Cllr. Donnelly says the people of Cork Harbour will never allow the incinerators to be built

15th May 2009

Cllr. Dominick Donnelly, Green Party member of Passage West Town Council and candidate for Cork County Council, addressed the An Bord Pleanála oral hearing into the Ringaskiddy incinerators yesterday.  The hearing has now adjourned for the next three weeks.

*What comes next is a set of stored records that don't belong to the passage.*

//! Story analysis: style detection, scene extraction, entity sheets.

use fresco_core::{Character, Location, Scene};
use fresco_error::FrescoResult;
use fresco_oracle::TextOracle;
use tracing::{info, warn};

use crate::extraction::parse_json;
use crate::segment::segment;

/// Default chunk size for scene analysis, large enough for semantic context.
const CHUNK_SIZE: usize = 50_000;
/// Boundary search window when cutting chunks.
const CHUNK_OVERLAP: usize = 1_000;
/// How much of the text the style analysis samples.
const STYLE_SAMPLE_LEN: usize = 5_000;

/// Converts narrative text into structured scenes and entity sheets via the
/// text oracle.
///
/// Chunk-local scene numbering from the oracle is reconciled into a single
/// global 1-based ordering; a chunk whose oracle call or parse fails loses
/// its scenes but never aborts the document.
pub struct StoryAnalyzer<'o, O: TextOracle> {
    oracle: &'o O,
}

impl<'o, O: TextOracle> StoryAnalyzer<'o, O> {
    /// Create an analyzer over the given text oracle.
    pub fn new(oracle: &'o O) -> Self {
        Self { oracle }
    }

    /// Determine the visual art style for the document.
    ///
    /// Samples the opening of the text and acts as an art director,
    /// folding in optional user preferences.
    pub async fn extract_style(&self, text: &str, user_style_hint: &str) -> FrescoResult<String> {
        let mut sample_end = STYLE_SAMPLE_LEN.min(text.len());
        while !text.is_char_boundary(sample_end) {
            sample_end -= 1;
        }
        let sample = &text[..sample_end];

        let prompt = format!(
            "Role: Art Director.\n\
             Analyze the following text from a story and determine the most appropriate \
             visual art style for illustrations. Consider the tone, genre, and setting.\n\n\
             Text sample:\n\"{sample}...\"\n\n\
             User preferences (if any): {user_style_hint}\n\n\
             Output a detailed style description string. \
             Focus on medium, lighting, color palette, and mood.\n\
             Example output: \"Graphic novel style, high contrast, chiaroscuro lighting, \
             black and white with red accents, sharp ink lines, dramatic shadows, \
             gritty texture.\""
        );

        let style = self.oracle.generate_text(&prompt).await?;
        Ok(style.trim().to_string())
    }

    /// Split the full text into an ordered sequence of scenes.
    ///
    /// The text is chunked on safe boundaries first, then each chunk is
    /// partitioned into scenes by the oracle. Scene ids are reassigned to a
    /// strictly increasing global counter starting at 1; the oracle's own
    /// ids are discarded, since they are meaningless across chunks.
    pub async fn extract_scenes(&self, text: &str) -> Vec<Scene> {
        let chunks = segment(text, CHUNK_SIZE, CHUNK_OVERLAP);

        let mut all_scenes = Vec::new();
        let mut scene_counter = 1u32;

        for (chunk_idx, chunk) in chunks.iter().enumerate() {
            info!(
                chunk = chunk_idx + 1,
                total = chunks.len(),
                "Analyzing chunk for scenes"
            );

            let prompt = format!(
                "Analyze the following text and split it into logical Scenes.\n\
                 A new scene starts when there is a change in:\n\
                 1. Time (e.g., day to night, later that day)\n\
                 2. Location (e.g., moving from indoors to outdoors)\n\
                 3. Major Action (e.g., conversation ends, chase begins)\n\n\
                 Return ONLY a JSON list of scene objects with these keys:\n\
                 \"id\" (sequence number), \"start_index\" and \"end_index\" \
                 (character offsets relative to the provided text), \"time_of_day\", \
                 \"location_name\", \"characters_present\" (list of names as written), \
                 \"action_description\", \"visual_description\", \"mood\", \"summary\", \
                 \"original_text_segment\" (the exact text of the scene).\n\
                 Text:\n{chunk}"
            );

            let response = match self.oracle.generate_text(&prompt).await {
                Ok(text) => text,
                Err(e) => {
                    warn!(chunk = chunk_idx + 1, error = %e, "Scene extraction failed for chunk, skipping");
                    continue;
                }
            };

            let mut scenes: Vec<Scene> = match parse_json(&response) {
                Ok(scenes) => scenes,
                Err(e) => {
                    warn!(chunk = chunk_idx + 1, error = %e, "Could not parse scene list, skipping chunk");
                    continue;
                }
            };

            // The oracle does not guarantee in-order delivery within a chunk.
            scenes.sort_by_key(|s| s.start_index);

            for mut scene in scenes {
                scene.id = scene_counter;
                scene_counter += 1;
                all_scenes.push(scene);
            }
        }

        all_scenes
    }

    /// Extract character sheets (visual descriptions) from a text segment.
    ///
    /// Parse or oracle failures yield an empty list: a scene with no
    /// recognized characters still gets illustrated.
    pub async fn extract_characters(&self, text: &str) -> Vec<Character> {
        let prompt = format!(
            "Analyze the text and identify key characters.\n\
             Create a Visual Portrait for each.\n\
             Focus on: Hair color/style, Eye color, Clothing, Body type, Age, \
             Distinctive features (scars, glasses).\n\
             Ignore abstract personality traits. Focus ONLY on visual traits.\n\
             Return ONLY a JSON list of objects with keys \"name\" and \"description\".\n\
             Text:\n{text}"
        );

        match self.oracle.generate_text(&prompt).await {
            Ok(response) => match parse_json::<Vec<Character>>(&response) {
                Ok(characters) => characters,
                Err(e) => {
                    warn!(error = %e, "Could not parse character list");
                    Vec::new()
                }
            },
            Err(e) => {
                warn!(error = %e, "Character extraction failed");
                Vec::new()
            }
        }
    }

    /// Extract location sheets from a text segment.
    pub async fn extract_locations(&self, text: &str) -> Vec<Location> {
        let prompt = format!(
            "Identify main locations in the text.\n\
             Provide a detailed visual description for each \
             (Architecture, Mood, Colors, Lighting).\n\
             Return ONLY a JSON list of objects with keys \"name\" and \"description\".\n\
             Text:\n{text}"
        );

        match self.oracle.generate_text(&prompt).await {
            Ok(response) => match parse_json::<Vec<Location>>(&response) {
                Ok(locations) => locations,
                Err(e) => {
                    warn!(error = %e, "Could not parse location list");
                    Vec::new()
                }
            },
            Err(e) => {
                warn!(error = %e, "Location extraction failed");
                Vec::new()
            }
        }
    }
}
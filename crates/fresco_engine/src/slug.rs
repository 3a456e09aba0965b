//! Filename slug sanitization.

/// Reduce free text to a safe snake_case filename slug.
///
/// Keeps alphanumerics, collapses whitespace and separators to single
/// underscores, and lowercases the result. Returns "unnamed" for input with
/// no usable characters, so callers always get a valid filename component.
///
/// # Examples
///
/// ```
/// use fresco_engine::sanitize_slug;
///
/// assert_eq!(sanitize_slug("The Old Lighthouse"), "the_old_lighthouse");
/// assert_eq!(sanitize_slug("  Kevin! (the Hero)  "), "kevin_the_hero");
/// ```
pub fn sanitize_slug(text: &str) -> String {
    let mut slug = String::with_capacity(text.len());
    let mut last_was_separator = true;

    for c in text.chars() {
        if c.is_alphanumeric() {
            slug.extend(c.to_lowercase());
            last_was_separator = false;
        } else if !last_was_separator {
            slug.push('_');
            last_was_separator = true;
        }
    }

    let slug = slug.trim_matches('_').to_string();
    if slug.is_empty() {
        "unnamed".to_string()
    } else {
        slug
    }
}
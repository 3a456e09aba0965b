//! Manifest records: one entry per illustrated scene.

use serde::{Deserialize, Serialize};

/// Location summary embedded in a manifest record.
#[derive(Debug, Clone, PartialEq, Serialize, Deserialize, Default)]
pub struct LocationRef {
    /// Resolved location id, if the location was matched in the catalog.
    #[serde(default)]
    pub id: Option<u32>,
    /// Location name as written in the scene.
    pub name: String,
}

/// Character summary embedded in a manifest record.
#[derive(Debug, Clone, PartialEq, Serialize, Deserialize, Default)]
pub struct CharacterRef {
    /// Resolved character id, if the character was matched in the catalog.
    #[serde(default)]
    pub id: Option<u32>,
    /// Character name as written in the scene.
    pub name: String,
    /// Path to the character's full-body card, if generated.
    #[serde(default)]
    pub full_body_path: Option<String>,
}

/// One manifest entry per processed scene.
///
/// Records what was illustrated and with which prompt, enabling auditability
/// and re-generation without re-deriving the prompt. The manifest is kept
/// sorted by `scene_id` on write regardless of processing order.
#[derive(Debug, Clone, PartialEq, Serialize, Deserialize)]
pub struct SceneRecord {
    /// Global scene id.
    pub scene_id: u32,
    /// Verbatim source text of the scene.
    pub source_text_segment: String,
    /// Filename slug chosen for the illustration.
    pub name: String,
    /// Location the scene was set in.
    pub location: LocationRef,
    /// Characters referenced when composing the illustration.
    pub characters: Vec<CharacterRef>,
    /// Path of the illustration, relative to the output directory.
    pub illustration_path: String,
    /// The exact prompt used, `None` when generation failed or was skipped.
    #[serde(default)]
    pub generation_prompt: Option<String>,
}
//! In-memory repositories shared by service tests.

use async_trait::async_trait;
use std::sync::{Arc, Mutex};

use crate::errors::{Error, Result};
use crate::goals::{Goal, GoalRepositoryTrait, GoalService};
use crate::positions::{PositionService, PositionState, StateRepositoryTrait};
use crate::snapshots::{Snapshot, SnapshotKey, SnapshotRepositoryTrait, SnapshotService};
use crate::utils::{FixedClock, DEFAULT_MARKET_TZ};

#[derive(Default)]
pub struct InMemoryStateRepository {
    pub state: Mutex<Option<PositionState>>,
}

#[async_trait]
impl StateRepositoryTrait for InMemoryStateRepository {
    fn load_state(&self) -> PositionState {
        self.state.lock().unwrap().clone().unwrap_or_default()
    }

    async fn save_state(&self, state: &PositionState) -> Result<()> {
        *self.state.lock().unwrap() = Some(state.clone());
        Ok(())
    }
}

#[derive(Default)]
pub struct InMemorySnapshotRepository {
    pub series: Mutex<Vec<Snapshot>>,
}

#[async_trait]
impl SnapshotRepositoryTrait for InMemorySnapshotRepository {
    fn load_snapshots(&self) -> Result<Vec<Snapshot>> {
        Ok(self.series.lock().unwrap().clone())
    }

    async fn overwrite_snapshots(&self, snapshots: Vec<Snapshot>) -> Result<()> {
        *self.series.lock().unwrap() = snapshots;
        Ok(())
    }

    async fn delete_snapshot(&self, key: SnapshotKey) -> Result<usize> {
        let mut series = self.series.lock().unwrap();
        let before = series.len();
        series.retain(|s| s.key != key);
        Ok(before - series.len())
    }
}

#[derive(Default)]
pub struct InMemoryGoalRepository {
    pub goals: Mutex<Vec<Goal>>,
}

#[async_trait]
impl GoalRepositoryTrait for InMemoryGoalRepository {
    fn load_goals(&self) -> Result<Vec<Goal>> {
        Ok(self.goals.lock().unwrap().clone())
    }

    async fn insert_new_goal(&self, goal: Goal) -> Result<Goal> {
        self.goals.lock().unwrap().push(goal.clone());
        Ok(goal)
    }

    async fn update_goal(&self, goal_update: Goal) -> Result<Goal> {
        let mut goals = self.goals.lock().unwrap();
        let existing = goals
            .iter_mut()
            .find(|g| g.id == goal_update.id)
            .ok_or_else(|| Error::NotFound(goal_update.id.clone()))?;
        *existing = goal_update.clone();
        Ok(goal_update)
    }

    async fn delete_goal(&self, goal_id_to_delete: String) -> Result<usize> {
        let mut goals = self.goals.lock().unwrap();
        let before = goals.len();
        goals.retain(|g| g.id != goal_id_to_delete);
        Ok(before - goals.len())
    }

    async fn replace_goals(&self, goals: Vec<Goal>) -> Result<()> {
        *self.goals.lock().unwrap() = goals;
        Ok(())
    }
}

/// Position, snapshot and goal services over fresh in-memory repositories,
/// with the clock frozen at 2024-01-02 17:00 market time.
pub struct Services {
    pub positions: Arc<PositionService>,
    pub snapshots: Arc<SnapshotService>,
    pub goals: Arc<GoalService>,
}

pub fn services() -> Services {
    let clock = FixedClock::at(DEFAULT_MARKET_TZ, 2024, 1, 2, 17, 0, 0).unwrap();
    Services {
        positions: Arc::new(PositionService::new(Arc::new(InMemoryStateRepository::default()))),
        snapshots: Arc::new(SnapshotService::new(
            Arc::new(InMemorySnapshotRepository::default()),
            Arc::new(clock),
        )),
        goals: Arc::new(GoalService::new(Arc::new(InMemoryGoalRepository::default()))),
    }
}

After the hearing, Cllr. Donnelly, who is a member of the CHASE steering committee, said:  “In my presentation to the An Bord Pleanála inspector I focused on three main areas.  The first of these was that the direction of development in Cork Harbour has changed, away from being a purely industrial zone to becoming a centre for tourism, culture and amenity.  With the closure of the steelworks and the IFI fertilizer factory, Cork Harbour now has the chance to reach its potential as a premium waterfront destination.  The Cork Area Strategic Plan calls Cork Harbour ‘Europe’s most exciting waterfront’, and while it certainly has the potential to achieve that, it has not yet done so.  However with plans to open up Spike Island to visitors, existing planning permissions for marinas at Monkstown and Passage West, the return next year of the Cork Swansea ferry service, and with ongoing efforts to have Cork City and Harbour achieve UNESCO World Heritage Site status, the impetus for development has clearly changed.  The building of a huge obtrusive incinerator in the middle of all of this, would surely scupper any chance of Cork Harbour achieving the global recognition it should have.  Sydney Harbour has its iconic Opera House, Cork Harbour would have a monstrous incinerator.”

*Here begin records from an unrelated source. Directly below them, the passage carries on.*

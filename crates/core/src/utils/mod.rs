pub mod decimal_utils;
pub mod time_utils;

pub use time_utils::{Clock, FixedClock, SystemClock, DEFAULT_MARKET_TZ};
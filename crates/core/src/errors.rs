//! Core error types for the Marginwatch application.
//!
//! This module defines database-agnostic error types. Storage-specific errors
//! (from Diesel, SQLite, etc.) are converted to these types by the storage layer.

use chrono::ParseError as ChronoParseError;
use thiserror::Error;

use crate::market_data::FetchError;

/// Type alias for Result using our Error type.
pub type Result<T> = std::result::Result<T, Error>;

/// Root error type for the monitor.
///
/// Nothing in the calculation core produces these; they only come from
/// repositories, collaborators and input parsing at the edges.
#[derive(Error, Debug)]
pub enum Error {
    #[error("Database operation failed: {0}")]
    Database(#[from] DatabaseError),

    #[error("Input validation failed: {0}")]
    Validation(#[from] ValidationError),

    #[error("Record not found: {0}")]
    NotFound(String),

    #[error("Market data operation failed: {0}")]
    MarketData(#[from] FetchError),

    #[error("Import failed: {0}")]
    Import(String),

    #[error("Unexpected error: {0}")]
    Unexpected(String),
}

/// Database-agnostic error type for storage operations.
///
/// This enum uses `String` for all error details, allowing the storage layer
/// to convert storage-specific errors (Diesel, SQLite, etc.) into this format.
#[derive(Error, Debug)]
pub enum DatabaseError {
    /// Failed to establish a database connection.
    #[error("Failed to connect to database: {0}")]
    ConnectionFailed(String),

    /// Failed to create or configure the connection pool.
    #[error("Failed to create database pool: {0}")]
    PoolCreationFailed(String),

    /// A database query failed to execute.
    #[error("Database query failed: {0}")]
    QueryFailed(String),

    /// The requested record was not found.
    #[error("Record not found: {0}")]
    NotFound(String),

    /// A unique constraint was violated (e.g., duplicate key).
    #[error("Unique constraint violation: {0}")]
    UniqueViolation(String),

    /// A database transaction failed.
    #[error("Transaction failed: {0}")]
    TransactionFailed(String),

    /// Database migration failed.
    #[error("Database migration failed: {0}")]
    MigrationFailed(String),

    /// Internal/unexpected database error.
    #[error("Internal database error: {0}")]
    Internal(String),
}

/// Validation errors for user input and data parsing.
#[derive(Error, Debug)]
pub enum ValidationError {
    #[error("Invalid input: {0}")]
    InvalidInput(String),

    #[error("Required field '{0}' is missing")]
    MissingField(String),

    #[error("Failed to parse decimal number: {0}")]
    DecimalParse(#[from] rust_decimal::Error),

    #[error("Failed to parse date/time: {0}")]
    DateTimeParse(#[from] ChronoParseError),

    #[error("Invalid snapshot key: {0}")]
    SnapshotKey(String),
}

// === From implementations for common error types ===

impl From<rust_decimal::Error> for Error {
    fn from(err: rust_decimal::Error) -> Self {
        Error::Validation(ValidationError::DecimalParse(err))
    }
}

impl From<serde_json::Error> for Error {
    fn from(err: serde_json::Error) -> Self {
        Error::Validation(ValidationError::InvalidInput(err.to_string()))
    }
}

impl From<ChronoParseError> for Error {
    fn from(err: ChronoParseError) -> Self {
        Error::Validation(ValidationError::DateTimeParse(err))
    }
}

impl From<std::io::Error> for Error {
    fn from(err: std::io::Error) -> Self {
        Error::Unexpected(err.to_string())
    }
}

impl From<Error> for String {
    fn from(err: Error) -> Self {
        err.to_string()
    }
}
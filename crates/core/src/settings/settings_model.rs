//! Portfolio-wide settings: cross rates, idle cash and capital baselines.

use rust_decimal::Decimal;
use rust_decimal_macros::dec;
use serde::{Deserialize, Serialize};

use crate::utils::decimal_utils::{mul, sum};

/// Settings that every recomputation reads alongside the positions.
///
/// Rates convert one unit of the quoted currency into local currency.
/// Capital baselines are kept in their own currency and are only used for
/// the true-profit figure.
#[derive(Debug, Clone, Serialize, Deserialize, PartialEq)]
#[serde(rename_all = "camelCase", default)]
pub struct PortfolioSettings {
    /// Foreign currency -> local currency
    pub foreign_rate: Decimal,
    /// Stablecoin -> local currency
    pub stablecoin_rate: Decimal,
    pub local_cash: Decimal,
    pub foreign_cash: Decimal,
    /// Idle stablecoin balance on the crypto exchange
    pub crypto_cash: Decimal,
    pub local_capital: Decimal,
    pub foreign_capital: Decimal,
    pub crypto_capital: Decimal,
}

impl Default for PortfolioSettings {
    fn default() -> Self {
        Self {
            foreign_rate: dec!(1),
            stablecoin_rate: dec!(1),
            local_cash: Decimal::ZERO,
            foreign_cash: Decimal::ZERO,
            crypto_cash: Decimal::ZERO,
            local_capital: Decimal::ZERO,
            foreign_capital: Decimal::ZERO,
            crypto_capital: Decimal::ZERO,
        }
    }
}

/// Partial update; `None` fields are left untouched.
#[derive(Debug, Clone, Default, Serialize, Deserialize)]
#[serde(rename_all = "camelCase")]
pub struct SettingsUpdate {
    pub foreign_rate: Option<Decimal>,
    pub stablecoin_rate: Option<Decimal>,
    pub local_cash: Option<Decimal>,
    pub foreign_cash: Option<Decimal>,
    pub crypto_cash: Option<Decimal>,
    pub local_capital: Option<Decimal>,
    pub foreign_capital: Option<Decimal>,
    pub crypto_capital: Option<Decimal>,
}

impl PortfolioSettings {
    /// Applies a partial update in place.
    pub fn apply(&mut self, update: &SettingsUpdate) {
        let fields: [(&mut Decimal, Option<Decimal>); 8] = [
            (&mut self.foreign_rate, update.foreign_rate),
            (&mut self.stablecoin_rate, update.stablecoin_rate),
            (&mut self.local_cash, update.local_cash),
            (&mut self.foreign_cash, update.foreign_cash),
            (&mut self.crypto_cash, update.crypto_cash),
            (&mut self.local_capital, update.local_capital),
            (&mut self.foreign_capital, update.foreign_capital),
            (&mut self.crypto_capital, update.crypto_capital),
        ];
        for (target, value) in fields {
            if let Some(v) = value {
                *target = v;
            }
        }
    }

    /// Sum of the three capital baselines, converted to local currency.
    pub fn original_capital(&self) -> Decimal {
        sum([
            self.local_capital,
            mul(self.foreign_capital, self.foreign_rate),
            mul(self.crypto_capital, self.stablecoin_rate),
        ])
    }
}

Cllr. Donnelly continued:  “I also discussed how my Green Party colleague, the Minister for the Environment, Heritage and Local Government, John Gormley, has made clear statements as to how national waste policy is changing.  Given that five years ago the incinerator was granted planning permission solely on the basis that it was Government policy, it is crucial that the inspector and the board understand that Government policy is shifting.  While the full review of waste policy is still underway, and won’t be ready until the Autumn, the Minister has made many clear indications that the policy has shifted away from incineration.  For example he recently indicated that there will be a doubling of the landfill levies later this year, with the introduction of a similar incineration levy, with the express intent of making it less economically viable to landfill or burn our waste, and to encourage waste minimisation, recycling and reuse.”

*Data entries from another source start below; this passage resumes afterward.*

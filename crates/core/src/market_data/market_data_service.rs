use async_trait::async_trait;
use futures::future::join_all;
use log::{debug, warn};
use rust_decimal::Decimal;
use std::collections::{BTreeSet, HashMap};
use std::sync::Arc;

use super::market_data_errors::FetchError;
use super::market_data_model::{AssetClass, PriceRefreshReport, RatePair, RefreshFailure};
use super::market_data_traits::{MarketDataServiceTrait, PriceFeedTrait, RateFeedTrait};
use crate::errors::Result;
use crate::positions::{PositionServiceTrait, PositionState};
use crate::settings::SettingsUpdate;

type PriceKey = (AssetClass, String);

pub struct MarketDataService {
    positions: Arc<dyn PositionServiceTrait>,
    price_feed: Arc<dyn PriceFeedTrait>,
    rate_feed: Arc<dyn RateFeedTrait>,
}

impl MarketDataService {
    pub fn new(
        positions: Arc<dyn PositionServiceTrait>,
        price_feed: Arc<dyn PriceFeedTrait>,
        rate_feed: Arc<dyn RateFeedTrait>,
    ) -> Self {
        Self {
            positions,
            price_feed,
            rate_feed,
        }
    }

    /// Distinct symbols held, per asset class.
    fn held_symbols(state: &PositionState) -> BTreeSet<PriceKey> {
        let local = state
            .local_equities
            .iter()
            .map(|p| (AssetClass::LocalEquity, p.symbol.clone()));
        let foreign = state
            .foreign_equities
            .iter()
            .map(|p| (AssetClass::ForeignEquity, p.symbol.clone()));
        let crypto = state
            .crypto_positions
            .iter()
            .map(|p| (AssetClass::Crypto, p.symbol.clone()));
        local
            .chain(foreign)
            .chain(crypto)
            .filter(|(_, symbol)| !symbol.trim().is_empty())
            .collect()
    }

    /// Sorts one lookup result into the report. Returns the value to apply.
    fn classify(
        label: String,
        outcome: std::result::Result<Option<Decimal>, FetchError>,
        report: &mut PriceRefreshReport,
    ) -> Option<Decimal> {
        match outcome {
            Ok(Some(value)) if value > Decimal::ZERO => {
                report.updated.push(label);
                Some(value)
            }
            Ok(Some(value)) => {
                report.failed.push(RefreshFailure {
                    symbol: label,
                    reason: FetchError::InvalidResponse(value.to_string()).to_string(),
                });
                None
            }
            Ok(None) => {
                report.unchanged.push(label);
                None
            }
            Err(e) => {
                warn!("Lookup for {} failed: {}", label, e);
                report.failed.push(RefreshFailure {
                    symbol: label,
                    reason: e.to_string(),
                });
                None
            }
        }
    }

    fn apply_prices(state: &mut PositionState, prices: &HashMap<PriceKey, Decimal>) {
        for p in state.local_equities.iter_mut() {
            if let Some(price) = prices.get(&(AssetClass::LocalEquity, p.symbol.clone())) {
                p.current_price = *price;
            }
        }
        for p in state.foreign_equities.iter_mut() {
            if let Some(price) = prices.get(&(AssetClass::ForeignEquity, p.symbol.clone())) {
                p.current_price = *price;
            }
        }
        for p in state.crypto_positions.iter_mut() {
            if let Some(price) = prices.get(&(AssetClass::Crypto, p.symbol.clone())) {
                p.current_price = *price;
            }
        }
    }
}

#[async_trait]
impl MarketDataServiceTrait for MarketDataService {
    async fn refresh_prices(&self) -> Result<PriceRefreshReport> {
        let state = self.positions.get_state();
        let targets: Vec<PriceKey> = Self::held_symbols(&state).into_iter().collect();

        let lookups = targets
            .iter()
            .map(|(class, symbol)| self.price_feed.fetch_price(*class, symbol));
        let outcomes = join_all(lookups).await;

        let mut report = PriceRefreshReport::default();
        let mut prices = HashMap::new();
        for (key, outcome) in targets.into_iter().zip(outcomes) {
            if let Some(price) = Self::classify(key.1.clone(), outcome, &mut report) {
                prices.insert(key, price);
            }
        }

        report.state_version = if prices.is_empty() {
            state.version
        } else {
            self.positions
                .mutate(Box::new(move |s: &mut PositionState| {
                    Self::apply_prices(s, &prices)
                }))
                .await?
                .version
        };
        debug!(
            "Price refresh: {} updated, {} unchanged, {} failed",
            report.updated.len(),
            report.unchanged.len(),
            report.failed.len()
        );
        Ok(report)
    }

    async fn refresh_rates(&self) -> Result<PriceRefreshReport> {
        let (foreign, stablecoin) = futures::join!(
            self.rate_feed.fetch_rate(RatePair::ForeignToLocal),
            self.rate_feed.fetch_rate(RatePair::StablecoinToLocal)
        );

        let mut report = PriceRefreshReport::default();
        let update = SettingsUpdate {
            foreign_rate: Self::classify(RatePair::ForeignToLocal.to_string(), foreign, &mut report),
            stablecoin_rate: Self::classify(
                RatePair::StablecoinToLocal.to_string(),
                stablecoin,
                &mut report,
            ),
            ..SettingsUpdate::default()
        };

        report.state_version = if update.foreign_rate.is_none() && update.stablecoin_rate.is_none() {
            self.positions.get_state().version
        } else {
            self.positions.update_settings(update).await?.version
        };
        Ok(report)
    }
}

“I finished my presentation by focusing on how there is absolutely no community acceptance for the incinerators in the communities around the harbour, and beyond into the wider Cork community.  These communities have fought the incinerators for eight years already unbowed, and will continue to fight for as long as it takes.  I told the inspector that it would save our communities a lot of future grief is she refused this planning application now, but that the communities would never allow the incinerators to be built, whatever that takes,” concluded Cllr. Donnelly.